Al pie de un platanero que sobrevive en mitad de la acera, un anciano vestido de domingo y sentado en una silla plegable, golpea una y otra vez los adoquines con un pequeño martillo. Los transeúntes pasan a su lado deteniendo en él sus miradas, al tiempo que cambian, por un instante, su gesto. Una sonrisa, una mueca de desaprobación, los ojos dilatados por la sorpresa ...
Nadie se detiene con la intención de impedir su acción (después de todo está atentando contra un espacio público); nadie sale corriendo a su casa en busca de otro martillo para colaborar en la faena y convertir ese gesto heroico individualista en una tarea colectiva (después de todo está ayudando al árbol al alejar el cemento de su tronco cruelmente acosado); no pocos se detienen y le preguntan "¿Qué hace jefe?" (después de todo es domingo y hay tiempo para preguntar por preguntar). En estas ocasiones el anciano responde siempre: "Ya ve, ¡qué le han quitado el sitio a este árbol y al Ayuntamiento le da lo mismo!" Y prosigue su faena.
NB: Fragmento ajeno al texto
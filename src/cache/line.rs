use crate::commons::Word;

/// One way of a set.
///
/// `lru` is the line's recency rank within its set: 0 is the most recently used, `assoc - 1`
/// the next to be evicted.
#[derive(Clone, Debug, PartialEq, Eq)]
pub struct CacheLine {
    pub(crate) valid: bool,
    pub(crate) dirty: bool,
    pub(crate) tag: u32,
    pub(crate) lru: u32,
    pub(crate) block: Vec<Word>,
}

impl CacheLine {
    pub(crate) fn new(block_size: u32, lru: u32) -> Self {
        CacheLine {
            valid: false,
            dirty: false,
            tag: 0,
            lru,
            block: vec![0; block_size as usize],
        }
    }

    pub fn is_valid(&self) -> bool {
        self.valid
    }

    pub fn is_dirty(&self) -> bool {
        self.dirty
    }

    pub fn tag(&self) -> u32 {
        self.tag
    }

    pub fn lru(&self) -> u32 {
        self.lru
    }

    pub fn block(&self) -> &[Word] {
        &self.block
    }
}
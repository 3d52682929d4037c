//! Output oscilloscope

use ratatui::{
    layout::Rect,
    style::{Color, Style},
    symbols,
    widgets::{Axis, Block, Borders, Chart, Dataset, GraphType},
    Frame,
};

pub fn render_waveform(frame: &mut Frame, area: Rect, audio_buffer: &[f32]) {
    let block = Block::default().title(" Output ").borders(Borders::ALL);

    let data: Vec<(f64, f64)> = audio_buffer
        .iter()
        .enumerate()
        .map(|(i, &sample)| (i as f64 / audio_buffer.len() as f64, sample as f64))
        .collect();

    let dataset = Dataset::default()
        .marker(symbols::Marker::Braille)
        .graph_type(GraphType::Line)
        .style(Style::default().fg(Color::Cyan))
        .data(&data);

    let chart = Chart::new(vec![dataset])
        .block(block)
        .x_axis(
            Axis::default()
                .bounds([0.0, 1.0])
                .style(Style::default().fg(Color::DarkGray)),
        )
        .y_axis(
            Axis::default()
                .bounds([-1.0, 1.0])
                .style(Style::default().fg(Color::DarkGray)),
        );

    frame.render_widget(chart, area);
}
use log::warn;

use crate::{
    dsp::math::lerp,
    error::{ConfigError, Result},
};

/*
Ring Recorder
=============

A fixed-capacity, multi-channel circular store that is written once per audio
block and read by any number of grain voices at fractional positions.

Vocabulary
----------

  capacity      Frames per channel. Fixed between `configure` calls. Never
                smaller than MIN_CAPACITY.

  track         One channel's sample storage, exactly `capacity` long.

  write cursor  Per-channel index of the next frame to be overwritten. This is
                also the OLDEST frame still held.

  position      A real-valued frame index used by readers. Integer part picks
                the frame, fractional part interpolates toward the next one.


The Shape
---------

        write cursor
             ↓
    ┌────┬────┬────┬────┬────┬────┬────┬────┐
    │ 9  │ 10 │ 11 │ 12 │ 5  │ 6  │ 7  │ 8  │   capacity = 8
    └────┴────┴────┴────┴────┴────┴────┴────┘
      newest ──────→       oldest ───────→

After ingesting [1..=8] and then [9, 10, 11, 12], the cursor sits on index 4:
the next write lands on top of the oldest frame (5).


Wrapped Writes
--------------

A block that runs past the end of a track is split into two contiguous copies:

    [cursor, capacity)  ←  head of the block
    [0, remainder)      ←  tail of the block

A block longer than the whole track only keeps its last `capacity` frames; the
earlier ones would have been overwritten within the same copy anyway.


Interpolated Reads
------------------

    i = floor(position), f = position - i
    s0 = track[i mod capacity], s1 = track[(i + 1) mod capacity]
    out = s0 + f * (s1 - s0)

The modulo is floored, so negative and oversized positions wrap instead of
indexing out of bounds. Reads of frames that were never written return the
zeroed contents: silence, not an error.
*/

/// Smallest capacity a recorder will allocate, in frames per channel.
pub const MIN_CAPACITY: usize = 4;

/// Multi-channel circular sample store shared by all grain voices.
#[derive(Debug, Clone)]
pub struct RingRecorder {
    tracks: Vec<Vec<f32>>,
    write_pos: Vec<usize>,
    capacity: usize,
    sample_rate: f32,
}

impl RingRecorder {
    /// Create an unconfigured recorder holding `capacity` frames of one
    /// silent channel. Call [`configure`](Self::configure) before use.
    pub fn new(capacity: usize) -> Self {
        let capacity = capacity.max(MIN_CAPACITY);
        Self {
            tracks: vec![vec![0.0; capacity]],
            write_pos: vec![0],
            capacity,
            sample_rate: 44_100.0,
        }
    }

    /// Reallocate storage for `channels` tracks of `max(capacity, 4)` frames,
    /// zero every sample and reset every write cursor.
    ///
    /// Control path only: this allocates.
    pub fn configure(&mut self, channels: usize, sample_rate: f32, capacity: usize) -> Result<()> {
        if channels == 0 {
            return Err(ConfigError::InvalidChannelCount(channels));
        }
        if !sample_rate.is_finite() || sample_rate <= 0.0 {
            return Err(ConfigError::InvalidSampleRate(sample_rate));
        }
        if capacity < MIN_CAPACITY {
            warn!("recorder capacity {capacity} raised to the minimum of {MIN_CAPACITY} frames");
        }

        self.capacity = capacity.max(MIN_CAPACITY);
        self.sample_rate = sample_rate;
        self.tracks = vec![vec![0.0; self.capacity]; channels];
        self.write_pos = vec![0; channels];
        Ok(())
    }

    /// Zero all samples and cursors, keeping the allocated capacity.
    pub fn reset(&mut self) {
        for track in &mut self.tracks {
            track.fill(0.0);
        }
        self.write_pos.fill(0);
    }

    /// Append a block of samples to `channel`, wrapping at the end of the track.
    ///
    /// Realtime safe. An out-of-range channel is a caller bug: it trips a debug
    /// assertion and is otherwise ignored.
    pub fn ingest(&mut self, channel: usize, samples: &[f32]) {
        let capacity = self.capacity;
        let (Some(track), Some(cursor)) =
            (self.tracks.get_mut(channel), self.write_pos.get_mut(channel))
        else {
            debug_assert!(false, "ingest into channel {channel} out of range");
            return;
        };

        let len = samples.len();

        // Only the most recent `capacity` frames survive an oversized block
        let (src, start) = if len > capacity {
            (&samples[len - capacity..], (*cursor + len - capacity) % capacity)
        } else {
            (samples, *cursor)
        };

        let head = (capacity - start).min(src.len());
        track[start..start + head].copy_from_slice(&src[..head]);
        track[..src.len() - head].copy_from_slice(&src[head..]);

        *cursor = (*cursor + len % capacity) % capacity;
    }

    /// Linearly interpolated read at a fractional frame `position`.
    ///
    /// Any finite position is accepted and wrapped with a floored modulo.
    #[inline]
    pub fn read_interpolated(&self, channel: usize, position: f64) -> f32 {
        let Some(track) = self.tracks.get(channel) else {
            debug_assert!(false, "read from channel {channel} out of range");
            return 0.0;
        };

        let floor = position.floor();
        let frac = (position - floor) as f32;
        let capacity = self.capacity as i64;

        let i0 = (floor as i64).rem_euclid(capacity) as usize;
        let i1 = if i0 + 1 == self.capacity { 0 } else { i0 + 1 };

        lerp(track[i0], track[i1], frac)
    }

    /// Frames per channel.
    pub fn capacity(&self) -> usize {
        self.capacity
    }

    /// Number of configured channels.
    pub fn channels(&self) -> usize {
        self.tracks.len()
    }

    /// Length of recorded history in seconds.
    pub fn duration_secs(&self) -> f32 {
        self.capacity as f32 / self.sample_rate
    }

    /// Index of the next frame to be overwritten on `channel`.
    pub fn write_position(&self, channel: usize) -> usize {
        self.write_pos.get(channel).copied().unwrap_or(0)
    }

    /// Raw contents of a channel's track, oldest-first starting at the write cursor.
    pub fn track(&self, channel: usize) -> Option<&[f32]> {
        self.tracks.get(channel).map(Vec::as_slice)
    }
}

impl Default for RingRecorder {
    fn default() -> Self {
        Self::new(MIN_CAPACITY)
    }
}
Y yo tomo la opción más miserable: le hago una foto escondido tras el periódico dominical, escucho, miro y me voy.
Esta
pequeña revolución, este gesto de
participación ciudadana, esta
insumisión, da que pensar. Es evidente que si cada uno de nosotros sacásemos el martillo para modificar aquello que nos disgusta estábamos apañados; pero es admirable que, como le ha ocurrido a este vecino, la realidad que nos rodea nos afecte y nos invite a la acción olvidándonos de edades, vergüenzas y reúmas existenciales.